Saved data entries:
————————

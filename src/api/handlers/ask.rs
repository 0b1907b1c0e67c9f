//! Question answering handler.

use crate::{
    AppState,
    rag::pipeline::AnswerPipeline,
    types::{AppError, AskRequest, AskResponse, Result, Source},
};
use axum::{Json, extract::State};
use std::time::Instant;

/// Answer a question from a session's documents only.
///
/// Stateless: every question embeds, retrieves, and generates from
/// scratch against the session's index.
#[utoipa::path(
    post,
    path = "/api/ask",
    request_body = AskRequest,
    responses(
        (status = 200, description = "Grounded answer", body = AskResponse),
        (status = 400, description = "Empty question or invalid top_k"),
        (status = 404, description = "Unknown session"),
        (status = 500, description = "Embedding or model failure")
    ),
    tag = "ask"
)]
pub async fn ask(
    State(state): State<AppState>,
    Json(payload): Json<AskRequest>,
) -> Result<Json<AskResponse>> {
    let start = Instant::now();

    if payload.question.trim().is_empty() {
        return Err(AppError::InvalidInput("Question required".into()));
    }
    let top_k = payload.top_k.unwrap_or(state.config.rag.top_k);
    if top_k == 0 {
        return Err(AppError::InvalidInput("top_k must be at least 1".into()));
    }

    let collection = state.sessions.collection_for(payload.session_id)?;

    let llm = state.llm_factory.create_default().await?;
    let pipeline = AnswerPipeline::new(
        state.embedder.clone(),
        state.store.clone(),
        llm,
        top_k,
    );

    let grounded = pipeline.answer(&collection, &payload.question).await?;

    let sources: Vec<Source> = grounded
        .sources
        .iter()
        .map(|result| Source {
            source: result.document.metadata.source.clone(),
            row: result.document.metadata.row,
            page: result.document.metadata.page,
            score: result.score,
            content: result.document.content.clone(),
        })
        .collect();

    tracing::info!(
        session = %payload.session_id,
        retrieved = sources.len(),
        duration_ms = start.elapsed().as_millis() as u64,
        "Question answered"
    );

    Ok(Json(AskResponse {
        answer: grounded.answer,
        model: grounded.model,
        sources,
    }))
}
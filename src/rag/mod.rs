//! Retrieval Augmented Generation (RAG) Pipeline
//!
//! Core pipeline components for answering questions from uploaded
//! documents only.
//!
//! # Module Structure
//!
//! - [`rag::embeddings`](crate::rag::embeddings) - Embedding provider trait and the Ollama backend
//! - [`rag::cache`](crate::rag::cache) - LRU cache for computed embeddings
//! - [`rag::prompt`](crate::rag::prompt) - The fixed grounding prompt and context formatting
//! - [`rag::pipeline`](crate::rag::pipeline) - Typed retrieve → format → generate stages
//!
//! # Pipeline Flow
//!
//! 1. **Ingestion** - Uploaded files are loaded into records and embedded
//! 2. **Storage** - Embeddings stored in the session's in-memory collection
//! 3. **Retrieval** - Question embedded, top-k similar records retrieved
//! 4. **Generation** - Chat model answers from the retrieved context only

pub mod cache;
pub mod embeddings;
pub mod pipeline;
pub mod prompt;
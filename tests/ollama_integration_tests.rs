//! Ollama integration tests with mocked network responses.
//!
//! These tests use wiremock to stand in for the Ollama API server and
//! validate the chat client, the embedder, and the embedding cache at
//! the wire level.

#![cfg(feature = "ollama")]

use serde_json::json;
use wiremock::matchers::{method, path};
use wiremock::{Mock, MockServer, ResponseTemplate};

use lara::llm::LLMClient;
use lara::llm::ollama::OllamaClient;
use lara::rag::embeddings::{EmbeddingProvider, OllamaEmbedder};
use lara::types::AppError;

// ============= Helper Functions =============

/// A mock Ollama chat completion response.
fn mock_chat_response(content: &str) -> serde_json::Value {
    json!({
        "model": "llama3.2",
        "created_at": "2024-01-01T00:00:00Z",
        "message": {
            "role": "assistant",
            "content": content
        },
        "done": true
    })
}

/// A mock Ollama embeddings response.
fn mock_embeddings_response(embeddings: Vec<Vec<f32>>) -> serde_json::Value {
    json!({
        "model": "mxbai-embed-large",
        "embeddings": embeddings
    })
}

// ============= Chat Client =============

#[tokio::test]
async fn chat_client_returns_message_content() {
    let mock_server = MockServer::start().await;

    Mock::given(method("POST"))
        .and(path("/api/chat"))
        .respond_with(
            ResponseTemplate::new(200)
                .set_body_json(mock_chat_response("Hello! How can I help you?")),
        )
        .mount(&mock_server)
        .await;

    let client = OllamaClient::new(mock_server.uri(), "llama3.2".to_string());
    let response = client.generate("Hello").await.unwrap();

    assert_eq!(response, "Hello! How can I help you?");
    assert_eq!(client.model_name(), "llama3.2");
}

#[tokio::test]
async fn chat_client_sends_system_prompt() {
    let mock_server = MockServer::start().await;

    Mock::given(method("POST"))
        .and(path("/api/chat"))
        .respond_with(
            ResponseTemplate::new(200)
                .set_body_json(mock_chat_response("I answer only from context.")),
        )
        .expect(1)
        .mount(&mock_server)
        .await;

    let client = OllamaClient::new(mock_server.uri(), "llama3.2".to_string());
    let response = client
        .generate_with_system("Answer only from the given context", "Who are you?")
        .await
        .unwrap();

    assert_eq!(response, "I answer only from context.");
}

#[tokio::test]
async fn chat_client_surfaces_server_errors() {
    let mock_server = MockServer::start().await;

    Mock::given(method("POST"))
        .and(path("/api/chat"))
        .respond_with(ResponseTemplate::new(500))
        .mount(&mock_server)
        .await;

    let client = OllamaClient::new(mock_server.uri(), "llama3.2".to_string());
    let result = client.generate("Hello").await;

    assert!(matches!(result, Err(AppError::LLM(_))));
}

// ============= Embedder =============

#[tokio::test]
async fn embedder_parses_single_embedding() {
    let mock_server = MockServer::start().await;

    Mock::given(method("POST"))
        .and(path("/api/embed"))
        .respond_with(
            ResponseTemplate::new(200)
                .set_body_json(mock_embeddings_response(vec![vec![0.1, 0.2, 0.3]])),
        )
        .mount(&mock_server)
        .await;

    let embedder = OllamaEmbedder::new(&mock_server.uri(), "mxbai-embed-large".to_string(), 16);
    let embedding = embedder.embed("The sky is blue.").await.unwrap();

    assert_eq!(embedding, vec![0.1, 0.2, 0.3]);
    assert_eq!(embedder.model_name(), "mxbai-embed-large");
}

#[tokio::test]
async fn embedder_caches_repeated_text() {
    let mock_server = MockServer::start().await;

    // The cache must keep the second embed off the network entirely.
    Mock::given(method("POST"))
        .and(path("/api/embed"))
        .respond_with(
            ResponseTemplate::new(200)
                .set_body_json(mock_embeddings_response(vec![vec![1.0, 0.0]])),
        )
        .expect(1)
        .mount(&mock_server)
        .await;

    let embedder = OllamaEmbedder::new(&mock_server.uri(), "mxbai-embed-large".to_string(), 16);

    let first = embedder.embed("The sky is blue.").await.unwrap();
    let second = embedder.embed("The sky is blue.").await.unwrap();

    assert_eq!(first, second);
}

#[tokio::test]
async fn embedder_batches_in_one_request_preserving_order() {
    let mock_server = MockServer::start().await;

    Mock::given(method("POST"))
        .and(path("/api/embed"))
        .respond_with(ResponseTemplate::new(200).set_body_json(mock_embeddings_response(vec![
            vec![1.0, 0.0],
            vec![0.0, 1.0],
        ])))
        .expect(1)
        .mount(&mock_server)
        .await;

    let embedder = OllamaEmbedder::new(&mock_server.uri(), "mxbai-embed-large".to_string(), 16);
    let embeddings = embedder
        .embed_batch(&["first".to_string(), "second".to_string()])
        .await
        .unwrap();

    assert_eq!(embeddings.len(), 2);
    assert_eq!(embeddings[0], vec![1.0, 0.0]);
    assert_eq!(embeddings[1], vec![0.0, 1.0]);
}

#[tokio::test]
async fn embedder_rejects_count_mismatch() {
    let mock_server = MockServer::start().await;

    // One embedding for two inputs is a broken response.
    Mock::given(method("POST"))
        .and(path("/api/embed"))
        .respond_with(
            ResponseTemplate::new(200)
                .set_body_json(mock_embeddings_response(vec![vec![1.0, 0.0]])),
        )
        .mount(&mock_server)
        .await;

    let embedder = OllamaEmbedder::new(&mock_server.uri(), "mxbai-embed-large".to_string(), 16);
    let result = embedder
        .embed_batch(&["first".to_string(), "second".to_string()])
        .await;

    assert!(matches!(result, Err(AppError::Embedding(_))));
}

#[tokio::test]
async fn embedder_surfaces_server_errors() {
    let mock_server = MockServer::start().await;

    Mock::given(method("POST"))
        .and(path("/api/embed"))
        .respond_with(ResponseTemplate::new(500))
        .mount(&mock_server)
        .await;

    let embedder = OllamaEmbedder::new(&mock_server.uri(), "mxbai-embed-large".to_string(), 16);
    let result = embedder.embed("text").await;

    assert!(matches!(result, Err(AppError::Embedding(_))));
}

————————

Goal of the exercise ->
Give again, exactly as written, the lines running from the first line of the data above through the line that contains "(status = 200, description".

Answer below ->
filename src/api/handlers/ask.rs
repository 0b1907b1c0e67c9f
//! Question answering handler.

use crate::{
    AppState,
    rag::pipeline::AnswerPipeline,
    types::{AppError, AskRequest, AskResponse, Result, Source},
};
use axum::{Json, extract::State};
use std::time::Instant;

/// Answer a question from a session's documents only.
///
/// Stateless: every question embeds, retrieves, and generates from
/// scratch against the session's index.
#[utoipa::path(
    post,
    path = "/api/ask",
    request_body = AskRequest,
    responses(
        (status = 200, description = "Grounded answer", body = AskResponse),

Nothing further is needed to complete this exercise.